Pro-government militias like his have been left to guard such areas while better trained and equipped army units fight more crucial battles, sometimes alongside the Lebanese Shiite group Hezbollah and Iraqi Shiite militias, whose fighters have long been gathered around Sayeda Zeinab, home to a revered Shiite shrine southeast of Damascus.

Part of the failure of Syrian forces to capitalize fully on their gains, according to government fighters and supporters, stems from conflicting strategies within the government. Some officials are trying to moderate the fighting and seek local cease-fires, especially after the threat of an American strike and the government’s effort to portray itself as seeking peace on the international stage. Others are advocating a more aggressive strategy.

And while the government has sought to project itself as in control of Syria, the crisis has only deepened: The number of refugees has increased more than fourfold. The death toll has doubled, Shiite militiamen have flooded the country to aid the government, Kurds have declared an autonomous zone in the northeast, and Sunni jihadist groups have wrested some areas from rival rebels in attempts to establish religious rule.

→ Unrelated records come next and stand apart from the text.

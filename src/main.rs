// This is the entry point of the XP tier bot.
//
// **Architecture Overview:**
// - `core/` = Business logic (platform-agnostic)
// - `infra/` = Implementations of core traits (JSON ledger, keep-alive HTTP)
// - `discord/` = Discord-specific adapters (commands, events, serenity gateway)
//
// This file's job is to:
// 1. Load configuration
// 2. Initialize services (dependency injection)
// 3. Set up the Discord framework
// 4. Register commands and event handlers
// 5. Shut everything down cleanly on ctrl-c

// These attrs point each module declaration at a more descriptive root file
// so we don't end up with half a dozen mod.rs files that all look the same.
#[path = "core/core_layer.rs"]
mod core;
#[path = "discord/discord_layer.rs"]
mod discord;
#[path = "infra/infra_layer.rs"]
mod infra;

mod config;

use crate::config::BotConfig;
use crate::core::community::ChannelBindings;
use crate::core::leveling::{default_tiers, RolePolicy, XpService};
use crate::discord::commands::{leveling, presence};
use crate::discord::gateway::SerenityGateway;
use crate::discord::{daily_leaderboard, events as member_events, Data, Error};
use crate::infra::keepalive;
use crate::infra::leveling::JsonLedgerStore;
use anyhow::Context as _;
use poise::serenity_prelude as serenity;
use std::sync::Arc;
use tokio_util::sync::CancellationToken;

/// Event handler for non-command Discord events.
async fn event_handler(
    ctx: &serenity::Context,
    event: &serenity::FullEvent,
    _framework: poise::FrameworkContext<'_, Data, Error>,
    data: &Data,
) -> Result<(), Error> {
    if let serenity::FullEvent::GuildMemberAddition { new_member } = event {
        if let Err(e) = member_events::handle_member_join(ctx, data, new_member).await {
            tracing::error!(
                guild_id = new_member.guild_id.get(),
                user_id = new_member.user.id.get(),
                "Error greeting new member: {}",
                e
            );
        }
    }

    Ok(())
}

/// Framework error hook.
///
/// Failed checks stay silent, bad arguments get a usage line, and command
/// failures are logged. Everything else falls through to poise's default.
async fn on_error(error: poise::FrameworkError<'_, Data, Error>) {
    match error {
        poise::FrameworkError::CommandCheckFailed { error, ctx, .. } => {
            if let Some(e) = error {
                tracing::warn!(command = %ctx.command().name, "Command check errored: {}", e);
            }
        }
        poise::FrameworkError::ArgumentParse { error, ctx, .. } => {
            let mut reply = format!("❌ {}", error);
            if let Some(usage) = leveling::usage(&ctx.command().name, ctx.prefix()) {
                reply.push('\n');
                reply.push_str(&usage);
            }
            if let Err(e) = ctx.say(reply).await {
                tracing::warn!("Failed to send usage reply: {}", e);
            }
        }
        poise::FrameworkError::Command { error, ctx, .. } => {
            tracing::error!(command = %ctx.command().name, "Command failed: {}", error);
        }
        other => {
            if let Err(e) = poise::builtins::on_error(other).await {
                tracing::error!("Error while handling error: {}", e);
            }
        }
    }
}

#[tokio::main]
async fn main() -> anyhow::Result<()> {
    // Initialize logging so we can see what's happening
    tracing_subscriber::fmt::init();

    // Load environment variables from .env file (if it exists)
    dotenv::dotenv().ok();

    let config = BotConfig::from_env().context("Failed to load configuration")?;

    // ========================================================================
    // DEPENDENCY INJECTION
    // ========================================================================
    // Create our services with their dependencies.
    // This is the "composition root" where we wire everything together.

    let policy = RolePolicy::new(default_tiers()).context("Invalid tier table")?;
    let ledger = JsonLedgerStore::open(&config.ledger_path);
    let xp_service = Arc::new(XpService::new(ledger, policy, ChannelBindings::default()));

    let shutdown = CancellationToken::new();

    // Keep-alive endpoint for uptime monitors
    let keepalive_task = tokio::spawn({
        let shutdown = shutdown.clone();
        let addr = config.keepalive_addr;
        async move {
            if let Err(e) = keepalive::serve(addr, shutdown).await {
                tracing::error!(%addr, "Keep-alive endpoint failed: {}", e);
            }
        }
    });

    // Create the data structure that will be shared across all commands
    let data = Data {
        xp: Arc::clone(&xp_service),
        schedule: config.schedule,
        shutdown: shutdown.clone(),
    };

    // ========================================================================
    // DISCORD FRAMEWORK SETUP
    // ========================================================================

    let intents = serenity::GatewayIntents::GUILD_MESSAGES
        | serenity::GatewayIntents::MESSAGE_CONTENT // Required to read prefix commands
        | serenity::GatewayIntents::GUILDS
        | serenity::GatewayIntents::GUILD_MEMBERS; // Required for join events and member lists

    let prefix = config.command_prefix.clone();
    let framework = poise::Framework::builder()
        .options(poise::FrameworkOptions {
            commands: leveling::all(),
            prefix_options: poise::PrefixFrameworkOptions {
                prefix: Some(prefix.clone()),
                ..Default::default()
            },
            on_error: |error| Box::pin(on_error(error)),
            // Event handler for member joins
            event_handler: |ctx, event, framework, data| {
                Box::pin(event_handler(ctx, event, framework, data))
            },
            ..Default::default()
        })
        .setup(move |ctx, ready, _framework| {
            Box::pin(async move {
                tracing::info!(user = %ready.user.name, "Bot connected as {}", ready.user.name);
                presence::on_ready(ctx, &prefix);

                // Daily leaderboard post into every guild
                daily_leaderboard::spawn(
                    SerenityGateway::from_context(ctx),
                    Arc::clone(&data.xp),
                    data.schedule,
                    data.shutdown.clone(),
                );

                Ok(data)
            })
        })
        .build();

    let mut client = serenity::ClientBuilder::new(&config.token, intents)
        .framework(framework)
        .await
        .context("Error creating client")?;
    let shard_manager = client.shard_manager.clone();

    let outcome = tokio::select! {
        result = client.start() => result.context("Error running bot"),
        signal = tokio::signal::ctrl_c() => {
            tracing::info!("Shutdown requested");
            signal.context("Failed to listen for ctrl-c")
        }
    };

    shutdown.cancel();
    shard_manager.shutdown_all().await;
    if let Err(e) = keepalive_task.await {
        tracing::warn!("Keep-alive task ended abnormally: {}", e);
    }
    tracing::info!("Bot stopped");

    outcome
}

Even if government advances stick, no quick military resolution is in sight, experts said. When the government aided by Hezbollah took the city of Qusayr, near the Lebanese border, in May, supporters said it would soon go on to sweep rebels from pockets in and around Homs and Aleppo to the north. But despite some advances around those cities, the government has yet to repeat a wholesale takeover of a rebel population center, nor has it been able even to normalize the small city of Qusayr, which remains a military zone bereft of residents and patrolled by the government and its Hezbollah allies.

In September, after the chemical deal, government officials declared that broad segments of rebel-held Damascus suburbs from the southwest to the northeast would be retaken within weeks. Two months later, the current advance is just beginning to gather force.

For weeks, government opponents and supporters have said they expect the next major battle to be over Qalamoun, north of Damascus, an area that has replaced Qusayr as the rebels’ main conduit from Lebanon. On Friday, people from the town of Qara began fleeing across the border, saying the government was fiercely shelling the area, according to a rebel fighter in the Lebanese border town of Aarsal. But residents and analysts say the battle for Qalamoun’s mountain towns and villages could be a harder slog than taking over lowland Qusayr, especially in winter.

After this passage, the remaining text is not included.